En écrivant ces phrases, Guy Patin pensait sans doute à l’argument de Blaise Pascal contre le P. Binet, dans la 9e Provinciale :

« En vérité, mon Père, je sais que les dévotions à la Vierge sont un puissant moyen pour le salut, et que les moindres sont d’un grand mérite quand elles partent d’un mouvement de foi et de charité, comme dans les saints qui les ont pratiquées. Mais de faire accroire à ceux qui en usent sans changer leur mauvaise vie, qu’ils se convertiront à la mort ou que Dieu les ressuscitera, c’est ce que je trouve bien plus propre à entretenir les pécheurs dans leurs désordres, par la fausse paix que cette confiance téméraire apporte, qu’à les en retirer par une véritable conversion que la grâce seule peut produire. Qu’importe, dit le père, par où nous entrions dans le paradis, moyennant que nous y entrions ? comme dit sur un semblable sujet notre célèbre P. Binet, qui a été notre provincial, en son excellent livre De la Marque de prédestination, n. 31, p. 130 de la 15e édition. {a} Soit de bond ou de volée, que nous en chaut-il, pourvu que nous prenions la ville de gloire ? comme dit encore ce père au même lieu. {b} J’avoue, lui dis-je, que cela n’importe ; mais la question est de savoir si on y entrera. »
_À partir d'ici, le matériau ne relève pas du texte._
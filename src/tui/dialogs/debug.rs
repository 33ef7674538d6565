//! Debug info dialog
//!
//! Shows the Google Sheets connection status and why fallback data is in
//! use, mirroring what `wrench config` prints plus the fetch outcome.

use ratatui::{
    style::{Color, Modifier, Style},
    text::{Line, Span},
    widgets::{Block, Borders, Clear, Paragraph, Wrap},
    Frame,
};

use crate::catalog::CatalogOrigin;
use crate::tui::app::App;
use crate::tui::layout::centered_rect;

/// Render the debug info dialog
pub fn render(frame: &mut Frame, app: &App) {
    let area = centered_rect(60, 50, frame.area());
    frame.render_widget(Clear, area);

    let block = Block::default()
        .title(" Google Sheets Connection ")
        .title_style(Style::default().fg(Color::Cyan).add_modifier(Modifier::BOLD))
        .borders(Borders::ALL)
        .border_style(Style::default().fg(Color::Cyan));

    let settings = &app.settings;
    let mut lines = vec![
        Line::from(Span::styled(
            "Connection Status",
            Style::default().add_modifier(Modifier::BOLD).fg(Color::Yellow),
        )),
        Line::from(""),
        status_line("API Key", settings.has_api_key(), "set", "missing"),
        status_line(
            "Spreadsheet ID",
            settings.has_spreadsheet_id(),
            settings.spreadsheet_id.as_deref().unwrap_or(""),
            "missing",
        ),
        Line::from(format!("  Sheet Name:     {}", settings.sheet_name)),
        Line::from(""),
        Line::from(Span::styled(
            "Catalog",
            Style::default().add_modifier(Modifier::BOLD).fg(Color::Yellow),
        )),
        Line::from(""),
        Line::from(format!("  Services:   {}", app.catalog.services.len())),
        Line::from(format!(
            "  Fetched at: {}",
            app.catalog.fetched_at.format("%Y-%m-%d %H:%M:%S UTC")
        )),
    ];

    match &app.catalog.origin {
        CatalogOrigin::Sheet => {
            lines.push(Line::from(vec![
                Span::raw("  Source:     "),
                Span::styled("live sheet", Style::default().fg(Color::Green)),
            ]));
        }
        CatalogOrigin::Fallback(reason) => {
            lines.push(Line::from(vec![
                Span::raw("  Source:     "),
                Span::styled("built-in fallback data", Style::default().fg(Color::Yellow)),
            ]));
            lines.push(Line::from(""));
            lines.push(Line::from(vec![
                Span::styled("  Reason: ", Style::default().fg(Color::Red)),
                Span::raw(reason.describe()),
            ]));
        }
    }

    lines.push(Line::from(""));
    lines.push(Line::from(Span::styled(
        "Press Esc to close",
        Style::default().fg(Color::DarkGray),
    )));

    let paragraph = Paragraph::new(lines).block(block).wrap(Wrap { trim: false });
    frame.render_widget(paragraph, area);
}

fn status_line(
    label: &str,
    ok: bool,
    ok_text: &str,
    missing_text: &str,
) -> Line<'static> {
    let (marker, text, color) = if ok {
        ("✓", ok_text, Color::Green)
    } else {
        ("✗", missing_text, Color::Red)
    };

    Line::from(vec![
        Span::raw(format!("  {label}:{}", " ".repeat(15_usize.saturating_sub(label.len())))),
        Span::styled(format!("{marker} {text}"), Style::default().fg(color)),
    ])
}
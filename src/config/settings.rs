//! Connection settings for the catalog source
//!
//! Settings are read once at startup from the environment (a `.env` file is
//! honored via dotenv). A missing API key or spreadsheet id is reported as a
//! configuration error by the fetch layer, never by ingestion.

use std::env;

/// Environment variable names
pub const API_KEY_VAR: &str = "SHEETS_API_KEY";
pub const SPREADSHEET_ID_VAR: &str = "SHEETS_SPREADSHEET_ID";
pub const SHEET_NAME_VAR: &str = "SHEETS_SHEET_NAME";

/// Sheet name used when none is configured
pub const DEFAULT_SHEET_NAME: &str = "Sheet1";

/// Google Sheets connection settings
#[derive(Debug, Clone, Default)]
pub struct Settings {
    /// API key (absent is a configuration error at fetch time)
    pub api_key: Option<String>,
    /// Spreadsheet identifier (absent is a configuration error at fetch time)
    pub spreadsheet_id: Option<String>,
    /// Sheet tab name, defaulting to "Sheet1"
    pub sheet_name: String,
}

impl Settings {
    /// Read settings from the environment
    pub fn from_env() -> Self {
        Self {
            api_key: non_empty(env::var(API_KEY_VAR).ok()),
            spreadsheet_id: non_empty(env::var(SPREADSHEET_ID_VAR).ok()),
            sheet_name: non_empty(env::var(SHEET_NAME_VAR).ok())
                .unwrap_or_else(|| DEFAULT_SHEET_NAME.to_string()),
        }
    }

    /// Whether an API key is configured (the value itself is never displayed)
    pub fn has_api_key(&self) -> bool {
        self.api_key.is_some()
    }

    /// Whether a spreadsheet id is configured
    pub fn has_spreadsheet_id(&self) -> bool {
        self.spreadsheet_id.is_some()
    }
}

fn non_empty(value: Option<String>) -> Option<String> {
    value.filter(|v| !v.trim().is_empty())
}
//! Config CLI command
//!
//! Shows the Google Sheets connection status without exposing the API key.

use crate::config::settings::{Settings, DEFAULT_SHEET_NAME};

/// Handle the config command
pub fn handle_config_command(settings: &Settings) {
    println!("Wrench Quote Configuration");
    println!("==========================");
    println!(
        "API key:        {}",
        if settings.has_api_key() { "set" } else { "missing" }
    );
    println!(
        "Spreadsheet ID: {}",
        settings.spreadsheet_id.as_deref().unwrap_or("missing")
    );
    if settings.sheet_name == DEFAULT_SHEET_NAME {
        println!("Sheet name:     {} (default)", settings.sheet_name);
    } else {
        println!("Sheet name:     {}", settings.sheet_name);
    }

    if !settings.has_api_key() || !settings.has_spreadsheet_id() {
        println!();
        println!("The calculator will run on built-in fallback data until");
        println!("SHEETS_API_KEY and SHEETS_SPREADSHEET_ID are set.");
    }
}
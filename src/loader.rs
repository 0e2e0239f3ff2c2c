//! CSV loading.
//!
//! One comma-delimited UTF-8 file with a header row goes in, one DataFrame
//! comes out. Missing files and malformed content propagate as errors; there
//! is no fallback parsing.

use crate::error::Result;
use polars::io::csv::read::CsvReadOptions;
use polars::prelude::*;
use std::path::{Path, PathBuf};
use tracing::info;

/// Read a CSV file into a DataFrame.
pub fn load_csv(path: impl AsRef<Path>) -> Result<DataFrame> {
    let path = path.as_ref();
    let df = CsvReadOptions::default()
        .with_infer_schema_length(Some(100))
        .with_has_header(true)
        .with_parse_options(CsvParseOptions::default().with_quote_char(Some(b'"')))
        .try_into_reader_with_file_path(Some(PathBuf::from(path)))?
        .finish()?;

    info!("Loaded {:?}: {} rows x {} columns", path, df.height(), df.width());
    Ok(df)
}
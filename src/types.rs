use serde::{Deserialize, Serialize};
use std::collections::HashMap;
use std::path::PathBuf;

/// Parameters of an ordinary-least-squares straight line fit.
#[derive(Debug, Clone, Copy, PartialEq, Serialize, Deserialize)]
pub struct LinearFit {
    pub slope: f64,
    pub intercept: f64,
    /// Fraction of variance explained (squared Pearson coefficient).
    pub r_squared: f64,
}

impl LinearFit {
    /// Evaluate the fitted line at `x`.
    pub fn predict(&self, x: f64) -> f64 {
        self.slope * x + self.intercept
    }
}

#[derive(Debug, Clone, Serialize, Deserialize)]
pub struct ColumnProfile {
    pub name: String,
    pub dtype: String,
    /// Semantic type: "numeric", "token_list" or "text".
    pub inferred_type: String,
    pub null_count: usize,
    pub null_percentage: f64,
    pub unique_count: usize,
    pub sample_values: Vec<String>,
    /// Free-form per-type statistics (mean/std/skewness for numeric columns,
    /// most frequent value for text, distinct token count for lists).
    pub characteristics: HashMap<String, serde_json::Value>,
}

/// Pearson correlation between one pair of numeric columns, computed over
/// rows where both values are present.
#[derive(Debug, Clone, Serialize, Deserialize)]
pub struct CorrelationEntry {
    pub left: String,
    pub right: String,
    pub pearson_r: f64,
}

#[derive(Debug, Clone, Serialize, Deserialize)]
pub struct DatasetProfile {
    pub shape: (usize, usize),
    pub column_profiles: Vec<ColumnProfile>,
    pub correlations: Vec<CorrelationEntry>,
}

/// Outcome of one regression-imputation rule.
#[derive(Debug, Clone, Serialize, Deserialize)]
pub struct ImputationOutcome {
    pub source: String,
    pub target: String,
    /// Missing values in the target column before filling.
    pub nulls_before: usize,
    /// Rows actually filled from the fitted line.
    pub rows_filled: usize,
    /// The fit computed once over complete-case rows and applied to every
    /// missing row of the pair.
    pub fit: LinearFit,
}

/// What the cleaning stage did: renames applied and imputations performed.
#[derive(Debug, Clone, Serialize, Deserialize)]
pub struct CleaningReport {
    /// Human-readable rename actions, e.g. `Renamed 'Revenue (Millions)' ...`.
    pub rename_actions: Vec<String>,
    pub imputations: Vec<ImputationOutcome>,
}

/// Answers to the fixed descriptive question set, in question order.
#[derive(Debug, Clone, Serialize, Deserialize)]
pub struct AnalysisReport {
    /// Title of the row with maximum Rating (first occurrence on ties).
    pub top_rated_title: String,
    /// Mean of Revenue_(Millions) across all rows.
    pub mean_revenue: f64,
    /// Mean of Revenue_(Millions) for 2015 <= Year <= 2017.
    pub mean_revenue_2015_2017: f64,
    /// Row count for Year == 2016.
    pub movies_in_2016: usize,
    /// Row count for Director == "Christopher Nolan".
    pub nolan_movie_count: usize,
    /// Row count for Rating >= 8.0.
    pub highly_rated_count: usize,
    /// Median Rating among Christopher Nolan's movies.
    pub nolan_median_rating: f64,
    /// Year maximizing the mean Rating.
    pub best_year_by_mean_rating: i64,
    /// Percentage change in row count from 2006 to 2016.
    pub movie_count_change_pct: f64,
    /// Most frequent individual actor after comma-splitting Actors.
    pub most_frequent_actor: String,
    /// Number of distinct genre tokens after comma-splitting Genre.
    pub distinct_genre_count: usize,
}

/// One rendered scatter plot and the fit drawn on it.
///
/// The fit here is recomputed over the cleaned (imputed) table and is
/// deliberately distinct from the cleaning-time fit, which only saw
/// complete-case rows; both R² values are surfaced.
#[derive(Debug, Clone, Serialize, Deserialize)]
pub struct PlotArtifact {
    pub x_column: String,
    pub y_column: String,
    pub r_squared: f64,
    pub path: PathBuf,
}

/// Everything the pipeline produced in one run.
#[derive(Debug, Clone, Serialize, Deserialize)]
pub struct PipelineResult {
    pub profile: DatasetProfile,
    /// Path of the HTML profiling report, when enabled.
    pub report_path: Option<PathBuf>,
    pub cleaning: CleaningReport,
    pub analysis: AnalysisReport,
    pub scatter_plots: Vec<PlotArtifact>,
    /// Pairplot over the raw table, when plots are enabled.
    pub pairplot_raw: Option<PathBuf>,
    /// Pairplot over the cleaned table, when plots are enabled.
    pub pairplot_clean: Option<PathBuf>,
}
  1. Ouvrage anonyme d’Étienne Binet : Marque de Prédestination. Tirée de l’Écritue Sainte, et des aints Pères. Quinzième édition. Revue, corrigée et augmentée par l’auteur (Paris, Jean Petit-Pas, 1620, in‑12 de 233 pages), no 31, page 130. La dédicace « à Madame la présidente de Bernières » est signée « E.B.I.D. » [Étienne Binet Iussu Dei (sur le commandement de Dieu)].

  2. Ibid. page 131.

La question de la grâce étant au cœur des disputes entre jansénistes et Rome, {a} le titre choisi par le R.P. Binet m’a intrigué. Le début de son Épître nécessaire au lecteur catholique semble dissiper ma perplexité :

« Ami Lecteur, c’est la chose au monde qui chatouille le plus la sainte curiosité de nos âmes, que le point de la prédestination ; le malheur du siècle porte plus de gens à débattre et disputer ce point qu’à se mettre en devoir de rechercher les moyens d’être de ce nombre l’or des élus. Nos disputes sont de prédestination, et bien souvent nos vies sont de réprobation. {b} Il est assuré que personne ne peut savoir assurément s’il est prédestiné, sans une révélation particulière : c’est un secret réservé au cabinet de Dieu, il n’y a point de passeport pour nos curiosités, curiosités néanmoins qui ne désirent rien avec plus de passion que de pouvoir atteindre là où elles ne peuvent atteindre, qui toujours et toujours tâchent de rendre l’impossible possible. Or n’ayant aucune assurance, si {c} avons-nous pourtant de belles marques qui nous montrent à peu près ceux qui sont écrits en ce divin livre de vie. Nous ne les saurions apprendre en autre école qu’en celle du Saint-Esprit, à savoir les Saintes Écritures et les saints docteurs de l’Église. Parmi tant d’autres, j’en ai choisi une des plus aisées et des plus assurées pour t’en faire un présent. Saint Augustin discourant sur ce sujet, nous défend la curieuse recherche de ce grandissime secret, et nous conseille de nous servir d’un beau moyen pour y parvenir : Nondum traheris ? ora ut traharis, “ Ne te sens-tu point tiré ? prie que tu sois tiré. ” {d} Après Dieu, il n’y a personne à qui nous puissions mieux adresser cette tant importante prière qu’à la Vierge Marie. » {e}


  1. V. note [50], lettre 101.

  2. « Une grande marque de réprobation, c’est quand un pécheur endurci ne sent plus aucun remords » (Furetière).

  3. Aussi.

  4. 26e traité sur l’Évangile de Jean (référence indiquée dans la marge) : en citant saint Augustin, Binet voulait subtilement rappeler au lecteur (janséniste) la nécessité de la prière et des offrandes, seul moyen d’obtenir la grâce divine ; soit le recours au libre arbitre (sans le nommer).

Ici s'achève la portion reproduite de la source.